One other possible method of analysis would involve taking a weighted correlation, where we look at the entire dataset but weight each observation by the inverse of the sum of the variances on the two relevant coefficients.
```{r}
int_model_df <- int_model_df %>%
dplyr::mutate(weight = 1 / (se_time_TN ^ 2 + se_time_TN_int_HS ^ 2))
```
```{r}
weights::wtd.cors(
x = int_model_df$coef_time_TN_int_HS,
y = int_model_df$coef_time_TN,
weight = int_model_df$weight
)
```
The correlation seems about the same here as in the overall dataset.
So, overall it seems that the interaction model does lend some amount of credence to the amplification hypothesis.

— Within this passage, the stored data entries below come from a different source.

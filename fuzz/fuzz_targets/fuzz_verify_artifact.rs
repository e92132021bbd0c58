#![no_main]

use ed25519_dalek::VerifyingKey;
use libfuzzer_sys::fuzz_target;

fuzz_target!(|data: &[u8]| {
    // Arbitrary bytes must never panic the trailer parser, and stripping
    // must never grow the input.
    let stripped = wasmgate_sovereign::strip(data);
    assert!(stripped.len() <= data.len());

    let key = VerifyingKey::from_bytes(&[0x11; 32]).ok();
    if let Some(key) = key {
        let _ = wasmgate_sovereign::verify(data, &[key]);
    }
});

However, I'm not really sure the best way to subset the data to test this hypothesis. Once we determine this precisely, I think that it would also be good to construct a permutation test where we shuffle the interaction term to get a null distribution for the correlation coefficient. This would allow us to more precisely assess the magnitude of the correlation between the coefficients.